New York

T. F. Chen

Lucia Gallery

T. F. Chen was born and grew up in Taiwan’s ancient capital city Tainan. He was educated in Paris, where he wrote a doctoral dissertation at the Sorbonne in which he compared Eastern calligraphy with Western Modernist painting, arguing that the similarities between them foreshadowed the eventual convergence of East, West, and other zones into a universal culture. For 16 years he has lived in the United States—lately in SoHo—practicing a conceptual mode of painting that shares considerable affinities with post-Modern pastiche. Third world artists often feel that post-Modernism is a peculiarly Western formulation—as Europeans often feel it is peculiarly American. Yet Chen’s art seems genuinely to comprehend the issues the term post-Modern signals. Chen himself says that there are many Modernist artists in Taiwan, but that he is the only Taiwanese post-Modernist he knows of so far.
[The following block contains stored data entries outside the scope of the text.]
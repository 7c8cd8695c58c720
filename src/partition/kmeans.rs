//! K-means partition
//!
//! Lloyd's algorithm over the raw covariates; region id is the index of the
//! nearest centroid. Centroids are seeded with a farthest-point sweep from a
//! seeded RNG, so a fixed seed gives a fully deterministic partition.
use crate::constants::KMEANS_TOL;
use crate::data::Matrix;
use crate::errors::LocartError;
use crate::utils::squared_distance;
use rand::rngs::StdRng;
use rand::{Rng, SeedableRng};
use serde::{Deserialize, Serialize};

/// Fitted k-means partition.
#[derive(Serialize, Deserialize, Clone, Debug)]
pub struct KMeansPartition {
    /// One centroid per region, each of length `n_features`.
    pub centroids: Vec<Vec<f64>>,
    pub n_features: usize,
}

impl KMeansPartition {
    /// Fit centroids on the partition-training covariates.
    ///
    /// * `x` - Partition-training covariates.
    /// * `n_clusters` - Number of regions.
    /// * `max_iter` - Lloyd iteration cap.
    /// * `seed` - RNG seed for centroid initialization.
    pub fn fit(x: &Matrix<f64>, n_clusters: usize, max_iter: usize, seed: u64) -> Result<Self, LocartError> {
        if x.rows < n_clusters {
            return Err(LocartError::InsufficientData {
                needed: n_clusters,
                got: x.rows,
            });
        }
        let rows: Vec<Vec<f64>> = (0..x.rows).map(|i| x.get_row(i)).collect();
        let mut centroids = seed_centroids(&rows, n_clusters, seed);

        let mut labels = vec![0usize; x.rows];
        for _ in 0..max_iter {
            for (i, row) in rows.iter().enumerate() {
                labels[i] = nearest_centroid(row, &centroids);
            }

            let mut sums = vec![vec![0.0; x.cols]; n_clusters];
            let mut counts = vec![0usize; n_clusters];
            for (i, row) in rows.iter().enumerate() {
                counts[labels[i]] += 1;
                for (j, v) in row.iter().enumerate() {
                    sums[labels[i]][j] += v;
                }
            }

            let mut movement: f64 = 0.0;
            for c in 0..n_clusters {
                if counts[c] == 0 {
                    // Reseed an emptied cluster to the point farthest from
                    // its current centroid assignment.
                    let far = farthest_point(&rows, &centroids, &labels);
                    movement = f64::INFINITY;
                    centroids[c] = rows[far].clone();
                    continue;
                }
                let new: Vec<f64> = sums[c].iter().map(|s| s / counts[c] as f64).collect();
                movement = movement.max(squared_distance(&new, &centroids[c]));
                centroids[c] = new;
            }
            if movement < KMEANS_TOL {
                break;
            }
        }

        Ok(KMeansPartition {
            centroids,
            n_features: x.cols,
        })
    }

    /// Region id of the nearest centroid, ties broken by lowest index.
    pub fn assign(&self, row: &[f64]) -> Result<usize, LocartError> {
        if row.len() != self.n_features {
            return Err(LocartError::DimensionMismatch {
                expected: self.n_features,
                actual: row.len(),
            });
        }
        Ok(nearest_centroid(row, &self.centroids))
    }

    pub fn n_clusters(&self) -> usize {
        self.centroids.len()
    }
}

fn nearest_centroid(row: &[f64], centroids: &[Vec<f64>]) -> usize {
    let mut best = 0;
    let mut best_d = f64::INFINITY;
    for (c, centroid) in centroids.iter().enumerate() {
        let d = squared_distance(row, centroid);
        if d < best_d {
            best_d = d;
            best = c;
        }
    }
    best
}

/// Farthest-point (k-means++ style, without the random weighting) seeding:
/// the first centroid is drawn from the RNG, each later one is the point
/// with the largest distance to its nearest chosen centroid.
fn seed_centroids(rows: &[Vec<f64>], n_clusters: usize, seed: u64) -> Vec<Vec<f64>> {
    let mut rng = StdRng::seed_from_u64(seed);
    let first = rng.gen_range(0..rows.len());
    let mut centroids = vec![rows[first].clone()];

    let mut min_d: Vec<f64> = rows.iter().map(|r| squared_distance(r, &centroids[0])).collect();
    while centroids.len() < n_clusters {
        let mut far = 0;
        let mut far_d = f64::NEG_INFINITY;
        for (i, d) in min_d.iter().enumerate() {
            if *d > far_d {
                far_d = *d;
                far = i;
            }
        }
        centroids.push(rows[far].clone());
        for (i, row) in rows.iter().enumerate() {
            let d = squared_distance(row, centroids.last().unwrap());
            if d < min_d[i] {
                min_d[i] = d;
            }
        }
    }
    centroids
}

fn farthest_point(rows: &[Vec<f64>], centroids: &[Vec<f64>], labels: &[usize]) -> usize {
    let mut far = 0;
    let mut far_d = f64::NEG_INFINITY;
    for (i, row) in rows.iter().enumerate() {
        let d = squared_distance(row, &centroids[labels[i]]);
        if d > far_d {
            far_d = d;
            far = i;
        }
    }
    far
}

#[cfg(test)]
mod tests {
    use super::*;

    fn two_blobs() -> Vec<f64> {
        // 20 points around (0, 0) and 20 around (10, 10), column-major.
        let mut xs = Vec::new();
        let mut ys = Vec::new();
        for i in 0..20 {
            xs.push(0.0 + (i % 5) as f64 * 0.1);
            ys.push(0.0 + (i / 5) as f64 * 0.1);
        }
        for i in 0..20 {
            xs.push(10.0 + (i % 5) as f64 * 0.1);
            ys.push(10.0 + (i / 5) as f64 * 0.1);
        }
        xs.extend(ys);
        xs
    }

    #[test]
    fn test_kmeans_separates_blobs() {
        let flat = two_blobs();
        let x = Matrix::new(&flat, 40, 2);
        let km = KMeansPartition::fit(&x, 2, 100, 0).unwrap();

        let a = km.assign(&[0.0, 0.0]).unwrap();
        let b = km.assign(&[10.0, 10.0]).unwrap();
        assert_ne!(a, b);
        // Every point in a blob maps to the same region.
        for i in 0..5 {
            assert_eq!(km.assign(&[i as f64 * 0.1, 0.0]).unwrap(), a);
            assert_eq!(km.assign(&[10.0 + i as f64 * 0.1, 10.0]).unwrap(), b);
        }
    }

    #[test]
    fn test_kmeans_deterministic_given_seed() {
        let flat = two_blobs();
        let x = Matrix::new(&flat, 40, 2);
        let km1 = KMeansPartition::fit(&x, 3, 100, 7).unwrap();
        let km2 = KMeansPartition::fit(&x, 3, 100, 7).unwrap();
        assert_eq!(km1.centroids, km2.centroids);
    }

    #[test]
    fn test_kmeans_too_few_rows() {
        let flat = vec![1.0, 2.0];
        let x = Matrix::new(&flat, 2, 1);
        assert!(KMeansPartition::fit(&x, 3, 100, 0).is_err());
    }

    #[test]
    fn test_kmeans_assign_dimension_mismatch() {
        let flat = two_blobs();
        let x = Matrix::new(&flat, 40, 2);
        let km = KMeansPartition::fit(&x, 2, 100, 0).unwrap();
        assert!(km.assign(&[1.0]).is_err());
    }
}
Chen’s practice, of course, has resonances beyond or in addition to those of a Western appropriator. Chinese tradition has gone through something like the developmental cycles involved in European history at least a couple of times. With such a surfeit of history, Chen is more involved with the possibilities of the future than with such passionately dark obsessions as the death of the past. Chen’s special preoccupation with Van Gogh along with Jackson Pollock—the quintessentially self-expressive examples of individualism in Modern art in the West—suggests an attempt to rearrange not just his work but his self. In both his life travels and in his art he has made himself a cross- or multicultural individual, to suggest the citizenry of an age to come—or at least one idea of what such a selfhood might be.
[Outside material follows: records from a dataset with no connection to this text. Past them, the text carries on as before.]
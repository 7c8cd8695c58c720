//! Numeric floors and default hyperparameters used across the crate.

/// Floor applied to difficulty estimates before dividing or scaling by them.
pub const DIFFICULTY_FLOOR: f64 = 1e-8;

/// Centroid-movement tolerance at which Lloyd iterations stop.
pub const KMEANS_TOL: f64 = 1e-8;

/// Default depth limit for the tree partition.
pub const DEFAULT_MAX_DEPTH: usize = 4;

/// Default minimum number of partition-training examples per leaf.
pub const DEFAULT_MIN_SAMPLES_LEAF: usize = 30;

/// Default Lloyd iteration cap for the k-means partition.
pub const DEFAULT_KMEANS_MAX_ITER: usize = 100;

/// Default RNG seed for k-means centroid seeding.
pub const DEFAULT_SEED: u64 = 0;
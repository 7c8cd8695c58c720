use criterion::{black_box, criterion_group, criterion_main, Criterion};
use locart::config::CalibratorConfig;
use locart::data::Matrix;
use locart::partition::PartitionStrategy;
use locart::predictor::{IntervalPredictor, PointPredictor};
use locart::utils::conformal_quantile;
use rand::rngs::StdRng;
use rand::{Rng, SeedableRng};
use std::time::Duration;

struct Line;

impl PointPredictor for Line {
    fn predict(&self, data: &Matrix<f64>) -> Vec<f64> {
        (0..data.rows).map(|i| 2.0 * data.get(i, 0) + 0.5 * data.get(i, 1)).collect()
    }
}

fn synthetic(n: usize, rng: &mut StdRng) -> (Vec<f64>, Vec<f64>) {
    let mut flat = Vec::with_capacity(n * 2);
    for _ in 0..2 {
        for _ in 0..n {
            flat.push(rng.gen_range(0.0..10.0));
        }
    }
    let y: Vec<f64> = (0..n)
        .map(|i| 2.0 * flat[i] + 0.5 * flat[n + i] + rng.gen_range(-1.0..1.0))
        .collect();
    (flat, y)
}

pub fn locart_benchmarks(c: &mut Criterion) {
    let mut rng = StdRng::seed_from_u64(0);
    let (part_flat, y_part) = synthetic(5_000, &mut rng);
    let (cal_flat, y_cal) = synthetic(10_000, &mut rng);
    let (test_flat, _) = synthetic(10_000, &mut rng);

    let scores: Vec<f64> = (0..10_000).map(|_| rng.gen_range(0.0..2.0)).collect();
    c.bench_function("conformal quantile 10k", |b| {
        b.iter(|| conformal_quantile(black_box(&scores), black_box(0.1), false))
    });

    let model = Line;
    for (name, strategy) in [
        (
            "tree",
            PartitionStrategy::Tree {
                max_depth: 4,
                min_samples_leaf: 50,
            },
        ),
        (
            "kmeans",
            PartitionStrategy::KMeans {
                n_clusters: 16,
                max_iter: 100,
                seed: 0,
            },
        ),
    ] {
        let cfg = CalibratorConfig::default().set_strategy(strategy);
        c.bench_function(&format!("fit {}", name), |b| {
            b.iter(|| {
                IntervalPredictor::new(cfg, &model)
                    .fit(
                        &Matrix::new(black_box(&part_flat), 5_000, 2),
                        black_box(&y_part),
                        &Matrix::new(black_box(&cal_flat), 10_000, 2),
                        black_box(&y_cal),
                    )
                    .unwrap()
            })
        });

        let predictor = IntervalPredictor::new(cfg, &model)
            .fit(
                &Matrix::new(&part_flat, 5_000, 2),
                &y_part,
                &Matrix::new(&cal_flat, 10_000, 2),
                &y_cal,
            )
            .unwrap();
        let test = Matrix::new(&test_flat, 10_000, 2);
        c.bench_function(&format!("predict 10k {} serial", name), |b| {
            b.iter(|| predictor.predict_intervals(black_box(&test), false).unwrap())
        });
        c.bench_function(&format!("predict 10k {} parallel", name), |b| {
            b.iter(|| predictor.predict_intervals(black_box(&test), true).unwrap())
        });
    }
}

criterion_group! {
    name = benches;
    config = Criterion::default().measurement_time(Duration::from_secs(5)).sample_size(20);
    targets = locart_benchmarks
}
criterion_main!(benches);
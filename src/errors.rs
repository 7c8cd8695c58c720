//! Errors
//!
//! Custom error types used throughout the `locart` crate.
use thiserror::Error;

/// Errors that can occur while calibrating or predicting intervals.
#[derive(Debug, Error)]
pub enum LocartError {
    /// An operation was called on a component that has not been fit.
    #[error("The {0} has not been fit, call fit before this operation.")]
    NotFitted(&'static str),
    /// Covariate shape inconsistent with the fitted state.
    #[error("Dimension mismatch, expected {expected} but {actual} provided.")]
    DimensionMismatch { expected: usize, actual: usize },
    /// First value is the name of the parameter, second is expected, third is what was passed.
    #[error("Invalid parameter value passed for {0}, expected {1} but {2} provided.")]
    InvalidParameter(String, String, String),
    /// Calibration set too small for the requested miscoverage level.
    #[error("Insufficient calibration data, at least {needed} examples required but {got} provided.")]
    InsufficientData { needed: usize, got: usize },
    /// A non-finite value was found where a finite one is required.
    #[error("Non-finite value {0} found in the data.")]
    NonFiniteValue(f64),
    /// Unable to write calibrator to file.
    #[error("Unable to write calibrator to file: {0}")]
    UnableToWrite(String),
    /// Unable to read calibrator from file.
    #[error("Unable to read calibrator from a file {0}")]
    UnableToRead(String),
}
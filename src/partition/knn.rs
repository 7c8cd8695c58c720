//! k-NN partition
//!
//! The non-discretized strategy: there are no fixed regions. For a query
//! point the "region" is the set of its k nearest calibration points, and
//! the quantile is computed on demand over that neighbor set. The stored
//! covariates are the calibration split, since those rows carry the
//! conformity scores the quantile is taken over.
use crate::data::Matrix;
use crate::errors::LocartError;
use serde::{Deserialize, Serialize};

/// Fitted k-NN neighbor index over the calibration covariates.
#[derive(Serialize, Deserialize, Clone, Debug)]
pub struct KnnPartition {
    pub k: usize,
    /// Calibration covariates, row-major.
    points: Vec<f64>,
    rows: usize,
    pub n_features: usize,
}

impl KnnPartition {
    /// Store the calibration covariates for neighbor queries.
    ///
    /// * `x_cal` - Calibration covariates.
    /// * `k` - Neighborhood size; clamped to the number of rows at query time.
    pub fn fit(x_cal: &Matrix<f64>, k: usize) -> Result<Self, LocartError> {
        if x_cal.rows == 0 {
            return Err(LocartError::InsufficientData { needed: 1, got: 0 });
        }
        let mut points = Vec::with_capacity(x_cal.rows * x_cal.cols);
        for i in 0..x_cal.rows {
            points.extend(x_cal.get_row(i));
        }
        Ok(KnnPartition {
            k,
            points,
            rows: x_cal.rows,
            n_features: x_cal.cols,
        })
    }

    /// Indices of the k nearest calibration rows, closest first.
    /// Distance ties break toward the lower row index, so results are
    /// deterministic for a fixed fitted state.
    pub fn neighbors(&self, row: &[f64]) -> Result<Vec<usize>, LocartError> {
        if row.len() != self.n_features {
            return Err(LocartError::DimensionMismatch {
                expected: self.n_features,
                actual: row.len(),
            });
        }
        let mut dists: Vec<(f64, usize)> = (0..self.rows)
            .map(|i| {
                let p = &self.points[i * self.n_features..(i + 1) * self.n_features];
                let d: f64 = p.iter().zip(row.iter()).map(|(a, b)| (a - b) * (a - b)).sum();
                (d, i)
            })
            .collect();
        dists.sort_unstable_by(|a, b| {
            a.0.partial_cmp(&b.0)
                .unwrap_or(std::cmp::Ordering::Equal)
                .then(a.1.cmp(&b.1))
        });
        Ok(dists.into_iter().take(self.k.min(self.rows)).map(|(_, i)| i).collect())
    }

    pub fn n_points(&self) -> usize {
        self.rows
    }
}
This exhibition featured Chen’s “Post-Van Gogh” series—a set of 100 oil paintings involving images borrowed from Van Gogh in a reconceived universal history in which all times and things psychedelically mingle. In one picture Vermeer works on a half-finished canvas of Van Gogh irises. In another, a Gauguin-style Polynesian nude lies wistfully above a scene where Cézanne’s Boy in a Red Waistcoat, 1888-90, sits at table with Van Gogh’s Dr. Paul Gachet, 1890. In still another, the art dealer Père Tanguy, who presciently supplied Van Gogh with his colors, sits by a table on which a Cézanne still life lies. Paintings by Matisse and others hang behind him.

Many works in the series feature Van Gogh’s familiar rendering of his bedroom at Arles, visited by other artists, suggesting the universality of the artistic project. In one picture we see Joan Miró standing in Van Gogh’s room, while works by Miró hang on the walls and lean against the bed. In another work, Picasso’s harlequins sit on Van Gogh’s bed while Vincent himself walks past the window outside, wearing his peasant hat, with his box of paints slung over his shoulder. In another picture, a mental patient as rendered by Van Gogh sits on Van Gogh’s chair clutching his head while Munch’s The Scream, 1893, takes place outside the window.
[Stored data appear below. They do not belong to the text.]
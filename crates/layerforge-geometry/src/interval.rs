//! 1D closed intervals and interval arithmetic.
//!
//! Intervals serve two purposes in the kernel: parameter ranges along a
//! line, and conservative bounds of a half-plane (or CSG) value over a box.
//!
//! - If `value.is_positive()`: the whole box is outside
//! - If `value.is_negative()`: the whole box is inside
//! - Otherwise: the boundary may pass through the box

use std::ops::{Add, Mul};

/// A closed interval `[low, high]`, or empty.
///
/// The empty interval is stored as `low > high`; every constructor keeps
/// `low <= high` for non-empty values.
#[derive(Debug, Clone, Copy, PartialEq)]
pub struct Interval {
    pub low: f64,
    pub high: f64,
}

impl Interval {
    pub const EMPTY: Interval = Interval {
        low: f64::INFINITY,
        high: f64::NEG_INFINITY,
    };

    /// The entire real line
    pub const ALL: Interval = Interval {
        low: f64::NEG_INFINITY,
        high: f64::INFINITY,
    };

    /// Interval spanning `a` and `b` in either order.
    pub fn new(a: f64, b: f64) -> Self {
        if a <= b {
            Self { low: a, high: b }
        } else {
            Self { low: b, high: a }
        }
    }

    /// Degenerate interval `[v, v]`
    pub fn point(v: f64) -> Self {
        Self { low: v, high: v }
    }

    pub fn is_empty(&self) -> bool {
        !(self.low <= self.high)
    }

    /// Zero for the empty interval.
    pub fn length(&self) -> f64 {
        if self.is_empty() {
            0.0
        } else {
            self.high - self.low
        }
    }

    pub fn mid(&self) -> f64 {
        0.5 * (self.low + self.high)
    }

    pub fn contains(&self, v: f64) -> bool {
        v >= self.low && v <= self.high
    }

    pub fn intersect(&self, other: &Interval) -> Interval {
        let low = self.low.max(other.low);
        let high = self.high.min(other.high);
        if low <= high {
            Interval { low, high }
        } else {
            Interval::EMPTY
        }
    }

    /// Smallest interval containing both.
    pub fn union(&self, other: &Interval) -> Interval {
        if self.is_empty() {
            return *other;
        }
        if other.is_empty() {
            return *self;
        }
        Interval {
            low: self.low.min(other.low),
            high: self.high.max(other.high),
        }
    }

    /// Grow to include `v`.
    pub fn expand_to(&self, v: f64) -> Interval {
        self.union(&Interval::point(v))
    }

    /// Pointwise minimum, the interval image of `min(a, b)`.
    pub fn min(&self, other: &Interval) -> Interval {
        Interval {
            low: self.low.min(other.low),
            high: self.high.min(other.high),
        }
    }

    /// Pointwise maximum, the interval image of `max(a, b)`.
    pub fn max(&self, other: &Interval) -> Interval {
        Interval {
            low: self.low.max(other.low),
            high: self.high.max(other.high),
        }
    }

    /// Entirely above zero.
    pub fn is_positive(&self) -> bool {
        self.low > 0.0
    }

    /// Entirely below zero.
    pub fn is_negative(&self) -> bool {
        self.high < 0.0
    }
}

impl Add for Interval {
    type Output = Interval;
    fn add(self, rhs: Interval) -> Interval {
        if self.is_empty() || rhs.is_empty() {
            return Interval::EMPTY;
        }
        Interval {
            low: self.low + rhs.low,
            high: self.high + rhs.high,
        }
    }
}

impl Add<f64> for Interval {
    type Output = Interval;
    fn add(self, rhs: f64) -> Interval {
        if self.is_empty() {
            return self;
        }
        Interval {
            low: self.low + rhs,
            high: self.high + rhs,
        }
    }
}

impl Mul<f64> for Interval {
    type Output = Interval;
    fn mul(self, rhs: f64) -> Interval {
        if self.is_empty() {
            return self;
        }
        if rhs == 0.0 {
            return Interval::point(0.0);
        }
        Interval::new(self.low * rhs, self.high * rhs)
    }
}

impl std::fmt::Display for Interval {
    fn fmt(&self, f: &mut std::fmt::Formatter<'_>) -> std::fmt::Result {
        if self.is_empty() {
            write!(f, "[empty]")
        } else {
            write!(f, "[{}, {}]", self.low, self.high)
        }
    }
}

#[cfg(test)]
mod tests {
    use super::*;

    #[test]
    fn test_empty_interval() {
        assert!(Interval::EMPTY.is_empty());
        assert!(!Interval::ALL.is_empty());
        assert_eq!(Interval::EMPTY.length(), 0.0);
        let a = Interval::new(0.0, 1.0);
        assert!(a.intersect(&Interval::new(2.0, 3.0)).is_empty());
        assert_eq!(a.union(&Interval::EMPTY), a);
        assert!((Interval::EMPTY + a).is_empty());
    }

    #[test]
    fn test_new_orders_bounds() {
        let a = Interval::new(3.0, -1.0);
        assert_eq!(a.low, -1.0);
        assert_eq!(a.high, 3.0);
        assert_eq!(a.mid(), 1.0);
    }

    #[test]
    fn test_arithmetic() {
        let a = Interval::new(1.0, 2.0);
        assert_eq!(a * -2.0, Interval::new(-4.0, -2.0));
        assert_eq!(a + Interval::new(-1.0, 1.0), Interval::new(0.0, 3.0));
        assert_eq!(a + 1.0, Interval::new(2.0, 3.0));
        assert_eq!(a * 0.0, Interval::point(0.0));
    }

    #[test]
    fn test_sign_tests() {
        assert!(Interval::new(0.5, 2.0).is_positive());
        assert!(Interval::new(-2.0, -0.5).is_negative());
        let straddle = Interval::new(-1.0, 1.0);
        assert!(!straddle.is_positive() && !straddle.is_negative());
    }

    #[test]
    fn test_min_max() {
        let a = Interval::new(0.0, 4.0);
        let b = Interval::new(1.0, 2.0);
        assert_eq!(a.min(&b), Interval::new(0.0, 2.0));
        assert_eq!(a.max(&b), Interval::new(1.0, 4.0));
    }
}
The central works in the show, Homages to Van Gogh, 1, 2, and 3, all 1991, are triptychs based on Van Gogh self-portraits from the period 1887-89. In the central panel of Homage 2 a Van Gogh self-portrait is reproduced in each of nine color zones, referring both to Andy Warhol’s multiple portraits and to the Indian and Chinese icons of infinite Buddhas reproduced identically in gridded rectangles. Western and Eastern ideas of selfhood are conflated in the morose yet serene Van Gogh/Buddhas.

Chen learned about Western Modernism through Japanese art books, which he saw while in high school in Tainan. He says he wept with recognition when he saw the Van Goghs. Now the “Post-Van Gogh Series” is traveling to 18 different venues in Taiwan. Perhaps there will soon be other post-Modern artists there.